The task: Below are some records; copy each line in them that contains "Option".

*** The data ***

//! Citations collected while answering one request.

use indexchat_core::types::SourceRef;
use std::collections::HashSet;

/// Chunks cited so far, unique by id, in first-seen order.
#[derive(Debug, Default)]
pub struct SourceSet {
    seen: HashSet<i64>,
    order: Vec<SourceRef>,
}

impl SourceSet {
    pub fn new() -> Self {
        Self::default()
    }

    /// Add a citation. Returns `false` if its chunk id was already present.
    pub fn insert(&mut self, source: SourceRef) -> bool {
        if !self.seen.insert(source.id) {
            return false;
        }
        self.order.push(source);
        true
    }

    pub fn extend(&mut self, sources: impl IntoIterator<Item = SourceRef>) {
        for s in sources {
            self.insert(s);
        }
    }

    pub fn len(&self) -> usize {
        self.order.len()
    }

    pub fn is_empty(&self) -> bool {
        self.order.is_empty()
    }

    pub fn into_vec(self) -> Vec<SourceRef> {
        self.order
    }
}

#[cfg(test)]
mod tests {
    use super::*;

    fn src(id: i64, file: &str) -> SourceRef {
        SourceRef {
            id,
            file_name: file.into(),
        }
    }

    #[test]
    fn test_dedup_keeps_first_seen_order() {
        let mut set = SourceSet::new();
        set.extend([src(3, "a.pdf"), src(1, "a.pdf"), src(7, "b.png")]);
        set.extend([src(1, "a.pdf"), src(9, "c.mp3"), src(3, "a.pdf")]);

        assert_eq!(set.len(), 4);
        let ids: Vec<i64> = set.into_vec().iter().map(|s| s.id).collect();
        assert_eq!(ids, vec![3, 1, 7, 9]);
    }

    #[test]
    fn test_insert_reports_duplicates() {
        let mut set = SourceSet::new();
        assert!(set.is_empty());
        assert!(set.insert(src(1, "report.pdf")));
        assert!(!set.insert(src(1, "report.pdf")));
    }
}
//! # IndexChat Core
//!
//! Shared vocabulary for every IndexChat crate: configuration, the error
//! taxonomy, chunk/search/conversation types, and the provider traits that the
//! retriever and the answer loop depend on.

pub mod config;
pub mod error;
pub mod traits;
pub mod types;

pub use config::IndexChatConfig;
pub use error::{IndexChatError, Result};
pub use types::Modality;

***
*** The data ***

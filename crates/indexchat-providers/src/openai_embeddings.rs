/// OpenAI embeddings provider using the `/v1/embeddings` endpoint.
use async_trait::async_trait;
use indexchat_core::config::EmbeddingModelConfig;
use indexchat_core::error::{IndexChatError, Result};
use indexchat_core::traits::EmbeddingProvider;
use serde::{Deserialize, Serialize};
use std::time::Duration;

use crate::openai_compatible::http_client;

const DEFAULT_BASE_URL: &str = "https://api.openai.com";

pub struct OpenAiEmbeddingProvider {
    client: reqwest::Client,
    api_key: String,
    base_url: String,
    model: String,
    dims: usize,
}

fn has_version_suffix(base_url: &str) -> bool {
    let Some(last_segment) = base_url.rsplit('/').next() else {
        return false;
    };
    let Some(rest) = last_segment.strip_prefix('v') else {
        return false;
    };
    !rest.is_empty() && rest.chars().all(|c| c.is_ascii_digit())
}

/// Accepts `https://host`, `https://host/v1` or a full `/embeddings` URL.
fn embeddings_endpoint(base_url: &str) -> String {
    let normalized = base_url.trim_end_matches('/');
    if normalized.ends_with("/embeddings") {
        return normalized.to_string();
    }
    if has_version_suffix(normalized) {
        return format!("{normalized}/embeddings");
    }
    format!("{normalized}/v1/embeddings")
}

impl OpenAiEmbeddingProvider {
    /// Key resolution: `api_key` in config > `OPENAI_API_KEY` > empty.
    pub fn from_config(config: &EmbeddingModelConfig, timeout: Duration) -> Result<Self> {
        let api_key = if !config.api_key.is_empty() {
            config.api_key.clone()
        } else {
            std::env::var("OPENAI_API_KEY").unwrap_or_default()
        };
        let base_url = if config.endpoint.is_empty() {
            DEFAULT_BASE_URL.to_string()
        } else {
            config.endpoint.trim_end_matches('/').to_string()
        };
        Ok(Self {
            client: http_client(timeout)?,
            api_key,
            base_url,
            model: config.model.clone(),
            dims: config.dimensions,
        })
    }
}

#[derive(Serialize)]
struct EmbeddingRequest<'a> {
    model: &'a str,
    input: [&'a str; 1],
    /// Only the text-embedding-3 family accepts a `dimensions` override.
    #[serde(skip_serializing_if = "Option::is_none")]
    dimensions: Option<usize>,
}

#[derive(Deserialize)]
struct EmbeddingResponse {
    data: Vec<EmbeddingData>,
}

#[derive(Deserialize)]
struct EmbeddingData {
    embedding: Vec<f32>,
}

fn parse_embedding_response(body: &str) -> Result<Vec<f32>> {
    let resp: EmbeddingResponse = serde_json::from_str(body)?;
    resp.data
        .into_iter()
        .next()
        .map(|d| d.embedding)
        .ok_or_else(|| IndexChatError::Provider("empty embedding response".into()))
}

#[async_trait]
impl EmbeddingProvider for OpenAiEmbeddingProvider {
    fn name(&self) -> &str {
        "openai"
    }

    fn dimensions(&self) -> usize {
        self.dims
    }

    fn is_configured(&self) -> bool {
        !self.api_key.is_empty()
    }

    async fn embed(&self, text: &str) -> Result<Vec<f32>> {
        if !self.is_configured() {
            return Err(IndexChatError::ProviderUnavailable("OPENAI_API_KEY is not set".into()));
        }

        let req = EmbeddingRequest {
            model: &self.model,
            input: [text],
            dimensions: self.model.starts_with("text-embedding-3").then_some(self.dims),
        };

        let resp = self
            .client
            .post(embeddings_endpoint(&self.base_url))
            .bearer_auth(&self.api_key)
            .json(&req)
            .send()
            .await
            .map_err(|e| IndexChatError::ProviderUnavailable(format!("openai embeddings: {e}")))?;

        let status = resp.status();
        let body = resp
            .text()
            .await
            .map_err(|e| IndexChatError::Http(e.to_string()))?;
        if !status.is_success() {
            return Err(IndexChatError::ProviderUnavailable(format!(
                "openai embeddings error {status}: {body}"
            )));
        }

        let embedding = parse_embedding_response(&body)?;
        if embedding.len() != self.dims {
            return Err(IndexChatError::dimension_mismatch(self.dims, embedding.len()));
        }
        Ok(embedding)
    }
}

***
*** The data ***

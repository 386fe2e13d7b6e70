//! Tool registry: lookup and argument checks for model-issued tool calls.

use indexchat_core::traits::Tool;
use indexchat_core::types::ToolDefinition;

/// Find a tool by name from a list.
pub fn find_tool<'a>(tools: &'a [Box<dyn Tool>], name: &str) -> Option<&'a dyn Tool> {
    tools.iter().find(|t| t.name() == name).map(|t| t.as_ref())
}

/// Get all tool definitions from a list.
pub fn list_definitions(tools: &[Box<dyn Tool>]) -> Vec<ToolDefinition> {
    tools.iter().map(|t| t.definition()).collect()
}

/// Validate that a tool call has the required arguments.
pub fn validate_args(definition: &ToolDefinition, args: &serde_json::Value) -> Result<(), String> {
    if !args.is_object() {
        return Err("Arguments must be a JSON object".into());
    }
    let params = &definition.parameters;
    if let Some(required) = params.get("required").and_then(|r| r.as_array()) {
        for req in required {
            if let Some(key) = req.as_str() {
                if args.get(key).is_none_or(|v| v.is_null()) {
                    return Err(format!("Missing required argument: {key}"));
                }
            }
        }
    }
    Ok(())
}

***

Response:
    #[serde(skip_serializing_if = "Option::is_none")]
    dimensions: Option<usize>,
pub fn find_tool<'a>(tools: &'a [Box<dyn Tool>], name: &str) -> Option<&'a dyn Tool> {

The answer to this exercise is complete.